Work instruction
Your answer should be the lines below from the one with "RPCs through it." to the one with "Every peer in a", both included, given again exactly and with nothing added.
(Data Opens)
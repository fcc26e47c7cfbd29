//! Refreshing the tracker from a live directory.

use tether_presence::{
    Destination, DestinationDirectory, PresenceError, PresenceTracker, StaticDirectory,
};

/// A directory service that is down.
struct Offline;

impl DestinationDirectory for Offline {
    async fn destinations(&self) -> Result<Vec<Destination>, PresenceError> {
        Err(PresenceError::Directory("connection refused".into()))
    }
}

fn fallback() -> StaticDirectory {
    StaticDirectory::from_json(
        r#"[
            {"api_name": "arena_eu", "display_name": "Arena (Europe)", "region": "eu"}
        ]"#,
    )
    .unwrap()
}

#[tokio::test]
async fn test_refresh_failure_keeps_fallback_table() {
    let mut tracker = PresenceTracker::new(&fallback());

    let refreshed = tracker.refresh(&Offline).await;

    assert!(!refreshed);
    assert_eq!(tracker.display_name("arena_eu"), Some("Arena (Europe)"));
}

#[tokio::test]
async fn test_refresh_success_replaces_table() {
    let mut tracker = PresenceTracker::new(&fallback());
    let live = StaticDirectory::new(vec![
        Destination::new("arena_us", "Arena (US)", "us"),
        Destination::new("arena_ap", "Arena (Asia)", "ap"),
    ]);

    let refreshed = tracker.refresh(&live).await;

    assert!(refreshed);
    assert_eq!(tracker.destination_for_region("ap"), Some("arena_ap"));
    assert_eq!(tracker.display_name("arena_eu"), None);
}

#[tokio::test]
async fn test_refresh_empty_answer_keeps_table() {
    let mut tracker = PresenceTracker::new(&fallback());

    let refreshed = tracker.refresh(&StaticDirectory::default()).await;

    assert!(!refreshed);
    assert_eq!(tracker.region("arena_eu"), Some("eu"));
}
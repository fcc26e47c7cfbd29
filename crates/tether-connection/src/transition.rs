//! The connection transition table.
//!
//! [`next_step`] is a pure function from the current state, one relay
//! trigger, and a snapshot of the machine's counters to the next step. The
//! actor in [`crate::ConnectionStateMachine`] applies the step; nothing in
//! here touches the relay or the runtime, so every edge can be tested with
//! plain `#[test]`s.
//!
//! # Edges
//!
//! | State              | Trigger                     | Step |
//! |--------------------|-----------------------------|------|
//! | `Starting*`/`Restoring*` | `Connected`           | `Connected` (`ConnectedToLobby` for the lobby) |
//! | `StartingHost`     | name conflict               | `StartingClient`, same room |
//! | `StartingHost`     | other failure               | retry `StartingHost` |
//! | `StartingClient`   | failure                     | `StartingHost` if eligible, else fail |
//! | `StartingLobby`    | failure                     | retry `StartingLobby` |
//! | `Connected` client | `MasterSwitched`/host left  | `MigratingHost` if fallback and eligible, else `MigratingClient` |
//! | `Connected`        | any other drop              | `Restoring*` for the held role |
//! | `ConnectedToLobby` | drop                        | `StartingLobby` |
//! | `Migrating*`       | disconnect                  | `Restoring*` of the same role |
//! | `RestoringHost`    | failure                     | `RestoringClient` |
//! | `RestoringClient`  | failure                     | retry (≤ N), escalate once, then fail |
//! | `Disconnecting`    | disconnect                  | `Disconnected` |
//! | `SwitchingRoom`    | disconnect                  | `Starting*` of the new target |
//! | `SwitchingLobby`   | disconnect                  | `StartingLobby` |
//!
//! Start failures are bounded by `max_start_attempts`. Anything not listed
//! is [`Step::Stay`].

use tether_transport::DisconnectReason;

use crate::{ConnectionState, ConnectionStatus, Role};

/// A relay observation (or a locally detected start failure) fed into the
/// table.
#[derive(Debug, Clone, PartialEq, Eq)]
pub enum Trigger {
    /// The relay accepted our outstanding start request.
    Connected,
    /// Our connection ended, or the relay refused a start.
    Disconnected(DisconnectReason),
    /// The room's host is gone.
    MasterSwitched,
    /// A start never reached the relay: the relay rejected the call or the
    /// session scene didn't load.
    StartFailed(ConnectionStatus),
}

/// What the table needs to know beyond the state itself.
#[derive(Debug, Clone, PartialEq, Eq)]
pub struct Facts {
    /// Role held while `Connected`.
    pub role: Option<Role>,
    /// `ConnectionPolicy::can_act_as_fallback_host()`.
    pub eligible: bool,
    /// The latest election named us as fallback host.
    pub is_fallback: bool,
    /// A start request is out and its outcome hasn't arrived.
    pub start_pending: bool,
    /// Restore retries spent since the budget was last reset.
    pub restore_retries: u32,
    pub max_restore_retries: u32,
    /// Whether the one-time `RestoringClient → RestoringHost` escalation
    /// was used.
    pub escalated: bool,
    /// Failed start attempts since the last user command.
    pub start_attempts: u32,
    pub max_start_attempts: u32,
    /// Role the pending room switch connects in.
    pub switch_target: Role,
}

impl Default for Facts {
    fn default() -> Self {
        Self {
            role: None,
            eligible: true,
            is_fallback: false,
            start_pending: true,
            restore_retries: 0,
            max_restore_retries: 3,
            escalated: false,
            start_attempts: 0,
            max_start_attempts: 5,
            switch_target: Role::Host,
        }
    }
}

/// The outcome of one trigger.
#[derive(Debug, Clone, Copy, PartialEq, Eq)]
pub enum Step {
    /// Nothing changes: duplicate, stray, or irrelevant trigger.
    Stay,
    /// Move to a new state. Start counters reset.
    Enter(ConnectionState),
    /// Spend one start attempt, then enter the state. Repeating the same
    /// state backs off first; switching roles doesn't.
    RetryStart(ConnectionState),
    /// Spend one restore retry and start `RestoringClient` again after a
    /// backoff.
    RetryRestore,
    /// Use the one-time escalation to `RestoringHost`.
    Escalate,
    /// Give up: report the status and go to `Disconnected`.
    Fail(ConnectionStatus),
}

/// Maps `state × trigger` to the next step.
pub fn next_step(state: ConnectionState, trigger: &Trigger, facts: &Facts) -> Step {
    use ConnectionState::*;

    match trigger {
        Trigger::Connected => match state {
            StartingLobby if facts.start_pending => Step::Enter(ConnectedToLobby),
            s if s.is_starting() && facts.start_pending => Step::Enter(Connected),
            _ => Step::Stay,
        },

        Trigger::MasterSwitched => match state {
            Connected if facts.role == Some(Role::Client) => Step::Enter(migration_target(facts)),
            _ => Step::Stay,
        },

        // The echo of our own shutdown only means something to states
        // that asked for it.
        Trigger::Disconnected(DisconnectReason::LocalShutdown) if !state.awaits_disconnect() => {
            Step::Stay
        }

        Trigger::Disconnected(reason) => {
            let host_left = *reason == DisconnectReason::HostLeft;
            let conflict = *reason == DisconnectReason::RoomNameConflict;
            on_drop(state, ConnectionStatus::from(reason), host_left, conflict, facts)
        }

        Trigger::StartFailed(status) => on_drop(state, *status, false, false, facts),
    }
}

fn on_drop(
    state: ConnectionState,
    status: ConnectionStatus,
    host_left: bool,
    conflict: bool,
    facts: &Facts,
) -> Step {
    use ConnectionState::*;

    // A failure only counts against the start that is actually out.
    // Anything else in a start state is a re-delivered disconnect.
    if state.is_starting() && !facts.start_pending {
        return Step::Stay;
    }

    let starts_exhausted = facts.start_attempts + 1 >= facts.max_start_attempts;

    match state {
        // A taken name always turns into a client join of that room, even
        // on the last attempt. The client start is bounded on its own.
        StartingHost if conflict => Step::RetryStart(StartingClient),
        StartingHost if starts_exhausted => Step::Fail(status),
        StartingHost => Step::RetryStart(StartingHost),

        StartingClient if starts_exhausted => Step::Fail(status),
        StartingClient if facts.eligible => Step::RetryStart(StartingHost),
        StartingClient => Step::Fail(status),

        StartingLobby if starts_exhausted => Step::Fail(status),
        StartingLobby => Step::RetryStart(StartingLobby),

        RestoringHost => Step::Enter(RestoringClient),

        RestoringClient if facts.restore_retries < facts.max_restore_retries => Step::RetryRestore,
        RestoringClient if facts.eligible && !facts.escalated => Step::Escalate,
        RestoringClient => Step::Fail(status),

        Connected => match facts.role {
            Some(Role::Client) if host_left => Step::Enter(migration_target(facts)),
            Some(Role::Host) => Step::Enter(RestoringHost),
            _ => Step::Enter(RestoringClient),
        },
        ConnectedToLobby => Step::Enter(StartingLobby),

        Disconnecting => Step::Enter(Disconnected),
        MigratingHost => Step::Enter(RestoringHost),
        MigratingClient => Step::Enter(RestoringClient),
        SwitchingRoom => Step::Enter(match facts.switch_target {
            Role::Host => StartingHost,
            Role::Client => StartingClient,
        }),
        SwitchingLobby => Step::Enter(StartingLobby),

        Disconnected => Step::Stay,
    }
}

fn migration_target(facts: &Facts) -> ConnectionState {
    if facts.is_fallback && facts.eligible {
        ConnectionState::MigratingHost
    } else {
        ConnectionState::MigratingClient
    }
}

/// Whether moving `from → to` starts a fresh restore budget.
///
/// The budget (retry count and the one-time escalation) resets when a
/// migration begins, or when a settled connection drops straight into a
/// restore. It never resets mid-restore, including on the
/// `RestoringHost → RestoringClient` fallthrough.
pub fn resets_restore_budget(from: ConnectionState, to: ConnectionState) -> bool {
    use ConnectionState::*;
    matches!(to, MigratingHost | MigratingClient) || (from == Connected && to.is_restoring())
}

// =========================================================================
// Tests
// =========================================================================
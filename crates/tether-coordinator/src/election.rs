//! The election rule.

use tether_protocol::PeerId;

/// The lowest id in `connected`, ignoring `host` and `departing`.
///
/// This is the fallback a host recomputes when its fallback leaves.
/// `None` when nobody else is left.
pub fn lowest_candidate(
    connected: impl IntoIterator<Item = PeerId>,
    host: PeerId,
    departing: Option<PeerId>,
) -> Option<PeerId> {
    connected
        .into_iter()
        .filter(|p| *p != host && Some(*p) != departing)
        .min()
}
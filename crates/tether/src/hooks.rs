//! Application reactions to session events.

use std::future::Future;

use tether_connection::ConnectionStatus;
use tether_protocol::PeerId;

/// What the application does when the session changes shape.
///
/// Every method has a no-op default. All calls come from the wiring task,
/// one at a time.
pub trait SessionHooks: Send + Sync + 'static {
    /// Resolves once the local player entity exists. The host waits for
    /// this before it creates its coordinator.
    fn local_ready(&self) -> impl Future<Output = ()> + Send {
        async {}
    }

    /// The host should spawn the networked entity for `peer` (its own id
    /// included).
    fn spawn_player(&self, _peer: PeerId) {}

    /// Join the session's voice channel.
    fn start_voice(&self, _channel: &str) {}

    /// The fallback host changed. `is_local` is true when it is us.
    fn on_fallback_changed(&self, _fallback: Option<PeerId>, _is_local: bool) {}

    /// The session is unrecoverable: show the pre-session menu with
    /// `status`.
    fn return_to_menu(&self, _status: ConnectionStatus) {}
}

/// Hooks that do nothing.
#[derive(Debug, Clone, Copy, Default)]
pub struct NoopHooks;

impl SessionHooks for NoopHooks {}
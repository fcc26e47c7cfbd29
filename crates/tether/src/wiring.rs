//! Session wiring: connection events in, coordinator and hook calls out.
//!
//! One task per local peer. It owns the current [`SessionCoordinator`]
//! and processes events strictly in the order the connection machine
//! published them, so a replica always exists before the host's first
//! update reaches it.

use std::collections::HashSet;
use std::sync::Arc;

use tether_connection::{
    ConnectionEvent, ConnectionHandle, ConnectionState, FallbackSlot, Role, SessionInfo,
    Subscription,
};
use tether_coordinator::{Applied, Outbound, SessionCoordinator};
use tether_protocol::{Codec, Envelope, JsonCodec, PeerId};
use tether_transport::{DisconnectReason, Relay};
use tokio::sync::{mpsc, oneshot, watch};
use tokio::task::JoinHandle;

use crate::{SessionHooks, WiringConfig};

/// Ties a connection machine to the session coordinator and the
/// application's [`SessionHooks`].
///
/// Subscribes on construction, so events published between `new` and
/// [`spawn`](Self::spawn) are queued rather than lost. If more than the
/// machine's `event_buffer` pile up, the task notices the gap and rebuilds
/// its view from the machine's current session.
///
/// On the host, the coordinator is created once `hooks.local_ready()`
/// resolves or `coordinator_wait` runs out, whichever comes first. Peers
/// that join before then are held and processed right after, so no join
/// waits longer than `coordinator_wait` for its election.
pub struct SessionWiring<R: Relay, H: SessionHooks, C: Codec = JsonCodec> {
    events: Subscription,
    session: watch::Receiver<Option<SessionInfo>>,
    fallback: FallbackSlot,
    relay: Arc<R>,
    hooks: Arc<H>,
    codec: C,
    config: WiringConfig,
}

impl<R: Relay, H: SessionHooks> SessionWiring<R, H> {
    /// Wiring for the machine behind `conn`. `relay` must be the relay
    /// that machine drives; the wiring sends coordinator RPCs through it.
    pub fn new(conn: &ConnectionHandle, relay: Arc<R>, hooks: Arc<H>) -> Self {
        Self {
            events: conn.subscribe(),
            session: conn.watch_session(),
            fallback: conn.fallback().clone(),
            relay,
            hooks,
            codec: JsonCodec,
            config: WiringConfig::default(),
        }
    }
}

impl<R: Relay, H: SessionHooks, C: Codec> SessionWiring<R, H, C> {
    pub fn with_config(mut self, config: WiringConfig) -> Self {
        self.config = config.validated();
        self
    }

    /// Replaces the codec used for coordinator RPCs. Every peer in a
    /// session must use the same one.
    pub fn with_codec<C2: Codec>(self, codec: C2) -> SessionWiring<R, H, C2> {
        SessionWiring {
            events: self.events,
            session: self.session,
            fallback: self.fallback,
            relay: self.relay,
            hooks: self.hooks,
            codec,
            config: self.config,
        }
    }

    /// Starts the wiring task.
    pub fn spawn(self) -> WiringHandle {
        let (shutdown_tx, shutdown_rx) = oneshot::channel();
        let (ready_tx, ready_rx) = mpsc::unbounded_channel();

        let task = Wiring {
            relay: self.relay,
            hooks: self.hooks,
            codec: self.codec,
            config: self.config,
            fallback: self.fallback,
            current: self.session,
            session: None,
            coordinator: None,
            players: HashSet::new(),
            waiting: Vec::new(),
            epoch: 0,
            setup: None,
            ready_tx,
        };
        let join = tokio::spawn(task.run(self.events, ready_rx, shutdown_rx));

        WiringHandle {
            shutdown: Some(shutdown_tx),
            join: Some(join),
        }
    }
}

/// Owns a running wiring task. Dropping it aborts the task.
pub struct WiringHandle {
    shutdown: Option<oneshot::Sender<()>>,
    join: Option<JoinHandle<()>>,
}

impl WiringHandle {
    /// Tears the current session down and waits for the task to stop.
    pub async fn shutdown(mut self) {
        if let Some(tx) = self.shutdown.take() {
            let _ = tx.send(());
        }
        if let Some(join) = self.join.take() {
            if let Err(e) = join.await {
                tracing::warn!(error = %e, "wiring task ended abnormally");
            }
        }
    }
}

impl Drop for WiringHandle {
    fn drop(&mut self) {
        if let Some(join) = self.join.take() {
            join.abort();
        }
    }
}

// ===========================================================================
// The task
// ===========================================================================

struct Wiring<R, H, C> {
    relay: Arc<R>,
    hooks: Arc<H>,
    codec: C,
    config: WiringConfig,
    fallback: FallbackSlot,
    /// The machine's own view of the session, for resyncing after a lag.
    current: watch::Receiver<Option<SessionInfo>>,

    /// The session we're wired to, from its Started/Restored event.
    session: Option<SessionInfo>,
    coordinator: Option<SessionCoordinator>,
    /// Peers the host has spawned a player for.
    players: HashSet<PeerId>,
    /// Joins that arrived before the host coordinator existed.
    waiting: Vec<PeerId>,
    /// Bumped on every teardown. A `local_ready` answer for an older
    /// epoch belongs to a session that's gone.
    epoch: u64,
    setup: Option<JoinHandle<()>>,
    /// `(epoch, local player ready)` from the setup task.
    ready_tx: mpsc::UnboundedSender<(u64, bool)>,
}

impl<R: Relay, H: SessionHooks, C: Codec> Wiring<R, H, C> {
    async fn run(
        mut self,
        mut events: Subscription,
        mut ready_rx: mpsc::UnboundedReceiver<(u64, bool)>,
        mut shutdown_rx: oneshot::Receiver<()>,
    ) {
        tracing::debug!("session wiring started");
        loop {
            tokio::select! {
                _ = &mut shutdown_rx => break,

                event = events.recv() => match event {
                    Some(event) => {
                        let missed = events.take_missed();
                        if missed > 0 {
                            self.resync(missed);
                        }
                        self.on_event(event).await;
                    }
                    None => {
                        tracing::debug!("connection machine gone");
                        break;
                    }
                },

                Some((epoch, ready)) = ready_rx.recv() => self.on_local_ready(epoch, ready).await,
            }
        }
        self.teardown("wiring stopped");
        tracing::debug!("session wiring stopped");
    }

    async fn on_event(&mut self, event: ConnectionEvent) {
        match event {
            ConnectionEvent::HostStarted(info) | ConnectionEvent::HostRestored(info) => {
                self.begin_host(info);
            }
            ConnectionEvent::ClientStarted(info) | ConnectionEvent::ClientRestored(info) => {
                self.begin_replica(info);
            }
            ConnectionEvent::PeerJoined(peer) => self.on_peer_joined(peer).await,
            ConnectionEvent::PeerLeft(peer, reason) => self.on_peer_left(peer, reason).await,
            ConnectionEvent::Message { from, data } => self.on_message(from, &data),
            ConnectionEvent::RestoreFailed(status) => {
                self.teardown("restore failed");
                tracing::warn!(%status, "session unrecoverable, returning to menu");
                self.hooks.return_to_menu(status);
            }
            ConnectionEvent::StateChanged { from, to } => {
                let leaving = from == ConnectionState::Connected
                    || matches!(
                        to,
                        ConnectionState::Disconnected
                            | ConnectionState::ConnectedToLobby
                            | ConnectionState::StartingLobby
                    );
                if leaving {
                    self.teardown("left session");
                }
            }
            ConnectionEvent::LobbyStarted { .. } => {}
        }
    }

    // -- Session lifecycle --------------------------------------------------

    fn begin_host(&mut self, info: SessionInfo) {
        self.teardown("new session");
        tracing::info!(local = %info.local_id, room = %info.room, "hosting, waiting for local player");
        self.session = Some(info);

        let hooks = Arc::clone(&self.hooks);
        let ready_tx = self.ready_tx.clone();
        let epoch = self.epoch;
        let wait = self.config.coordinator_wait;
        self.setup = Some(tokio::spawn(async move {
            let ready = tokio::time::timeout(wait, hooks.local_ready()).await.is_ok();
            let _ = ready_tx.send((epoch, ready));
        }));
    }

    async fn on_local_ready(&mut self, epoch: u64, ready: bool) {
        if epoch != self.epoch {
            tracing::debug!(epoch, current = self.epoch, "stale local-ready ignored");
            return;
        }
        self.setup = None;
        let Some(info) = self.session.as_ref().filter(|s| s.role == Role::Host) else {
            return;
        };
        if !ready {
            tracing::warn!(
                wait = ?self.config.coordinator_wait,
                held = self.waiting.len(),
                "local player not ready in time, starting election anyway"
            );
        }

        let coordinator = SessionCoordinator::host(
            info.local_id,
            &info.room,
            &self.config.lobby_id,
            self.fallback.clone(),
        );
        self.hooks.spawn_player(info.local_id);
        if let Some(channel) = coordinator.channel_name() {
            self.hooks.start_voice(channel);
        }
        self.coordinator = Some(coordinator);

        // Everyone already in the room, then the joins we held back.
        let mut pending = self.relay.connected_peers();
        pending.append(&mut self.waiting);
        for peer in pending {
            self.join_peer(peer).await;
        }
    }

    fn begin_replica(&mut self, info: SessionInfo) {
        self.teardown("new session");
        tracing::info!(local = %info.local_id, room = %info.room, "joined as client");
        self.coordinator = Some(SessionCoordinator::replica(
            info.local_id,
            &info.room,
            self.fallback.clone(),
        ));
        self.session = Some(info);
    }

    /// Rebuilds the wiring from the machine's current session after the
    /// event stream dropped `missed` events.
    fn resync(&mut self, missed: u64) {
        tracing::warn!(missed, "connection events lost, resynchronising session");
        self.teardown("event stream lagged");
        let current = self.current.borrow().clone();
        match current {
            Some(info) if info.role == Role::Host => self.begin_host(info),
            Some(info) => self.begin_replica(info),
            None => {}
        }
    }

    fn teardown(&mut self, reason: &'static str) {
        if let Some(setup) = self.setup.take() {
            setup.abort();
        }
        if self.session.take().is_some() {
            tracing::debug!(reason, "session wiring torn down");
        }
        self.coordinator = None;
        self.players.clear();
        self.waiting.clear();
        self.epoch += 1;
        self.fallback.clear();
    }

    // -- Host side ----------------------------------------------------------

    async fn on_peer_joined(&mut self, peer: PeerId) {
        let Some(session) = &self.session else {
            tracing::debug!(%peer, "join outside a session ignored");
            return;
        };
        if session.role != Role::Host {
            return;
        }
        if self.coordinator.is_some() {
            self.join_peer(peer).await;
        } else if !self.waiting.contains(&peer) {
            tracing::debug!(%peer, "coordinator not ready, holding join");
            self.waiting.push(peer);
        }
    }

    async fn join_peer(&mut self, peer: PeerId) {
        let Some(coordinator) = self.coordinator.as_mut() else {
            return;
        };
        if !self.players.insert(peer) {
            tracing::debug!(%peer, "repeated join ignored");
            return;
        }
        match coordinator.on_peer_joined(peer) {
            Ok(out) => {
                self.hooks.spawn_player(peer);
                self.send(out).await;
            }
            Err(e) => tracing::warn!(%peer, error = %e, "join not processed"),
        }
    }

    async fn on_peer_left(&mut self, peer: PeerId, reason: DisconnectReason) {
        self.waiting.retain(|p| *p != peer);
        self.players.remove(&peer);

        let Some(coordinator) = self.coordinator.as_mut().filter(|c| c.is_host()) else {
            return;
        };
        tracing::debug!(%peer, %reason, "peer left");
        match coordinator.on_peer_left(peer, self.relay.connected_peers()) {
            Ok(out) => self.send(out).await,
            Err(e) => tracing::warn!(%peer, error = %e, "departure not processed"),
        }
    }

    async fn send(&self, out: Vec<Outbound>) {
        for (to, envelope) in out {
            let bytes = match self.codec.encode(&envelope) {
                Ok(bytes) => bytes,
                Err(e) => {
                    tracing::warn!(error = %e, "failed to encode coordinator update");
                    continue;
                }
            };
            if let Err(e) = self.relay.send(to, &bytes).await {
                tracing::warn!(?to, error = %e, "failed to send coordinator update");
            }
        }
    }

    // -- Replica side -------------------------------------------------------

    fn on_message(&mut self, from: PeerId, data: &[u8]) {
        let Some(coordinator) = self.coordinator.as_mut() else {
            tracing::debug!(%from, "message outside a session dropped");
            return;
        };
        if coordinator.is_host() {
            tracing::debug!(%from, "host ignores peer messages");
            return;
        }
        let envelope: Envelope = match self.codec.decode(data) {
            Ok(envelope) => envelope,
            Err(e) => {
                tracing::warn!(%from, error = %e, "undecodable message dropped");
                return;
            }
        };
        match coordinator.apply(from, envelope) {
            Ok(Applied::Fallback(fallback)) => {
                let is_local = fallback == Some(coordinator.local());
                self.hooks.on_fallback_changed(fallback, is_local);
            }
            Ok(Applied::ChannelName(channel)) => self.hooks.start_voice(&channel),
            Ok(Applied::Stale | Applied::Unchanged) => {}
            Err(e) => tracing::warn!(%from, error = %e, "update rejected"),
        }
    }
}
(Data Closes)
Answer section
    /// that machine drives; the wiring sends coordinator RPCs through it.
    pub fn new(conn: &ConnectionHandle, relay: Arc<R>, hooks: Arc<H>) -> Self {
        Self {
            events: conn.subscribe(),
            session: conn.watch_session(),
            fallback: conn.fallback().clone(),
            relay,
            hooks,
            codec: JsonCodec,
            config: WiringConfig::default(),
        }
    }
}

impl<R: Relay, H: SessionHooks, C: Codec> SessionWiring<R, H, C> {
    pub fn with_config(mut self, config: WiringConfig) -> Self {
        self.config = config.validated();
        self
    }

    /// Replaces the codec used for coordinator RPCs. Every peer in a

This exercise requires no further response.